» **YOUR INSTRUCTIONS**
The goal is to restate all of the records below word for word.

─── RECORDS PROVIDED ───

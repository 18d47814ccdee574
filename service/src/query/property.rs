//! [`Query`] collection related to a single [`Property`].

use common::operations::By;

use crate::domain::{property, Property};
#[cfg(doc)]
use crate::Query;

use super::DatabaseQuery;

/// Queries a [`Property`] by its internal [`property::Id`].
pub type ById = DatabaseQuery<By<Option<Property>, property::Id>>;

/// Queries a [`Property`] by its unique [`property::Slug`].
pub type BySlug = DatabaseQuery<By<Option<Property>, property::Slug>>;

/// Queries a [`Property`] by its public [`property::Code`].
pub type ByCode = DatabaseQuery<By<Option<Property>, property::Code>>;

───

» **RESPONSE TO THIS EXERCISE**
repository 18d47814ccdee574
filename service/src/query/property.rs
//! [`Query`] collection related to a single [`Property`].

use common::operations::By;

use crate::domain::{property, Property};
#[cfg(doc)]
use crate::Query;

use super::DatabaseQuery;

/// Queries a [`Property`] by its internal [`property::Id`].
pub type ById = DatabaseQuery<By<Option<Property>, property::Id>>;

/// Queries a [`Property`] by its unique [`property::Slug`].
pub type BySlug = DatabaseQuery<By<Option<Property>, property::Slug>>;

/// Queries a [`Property`] by its public [`property::Code`].
pub type ByCode = DatabaseQuery<By<Option<Property>, property::Code>>;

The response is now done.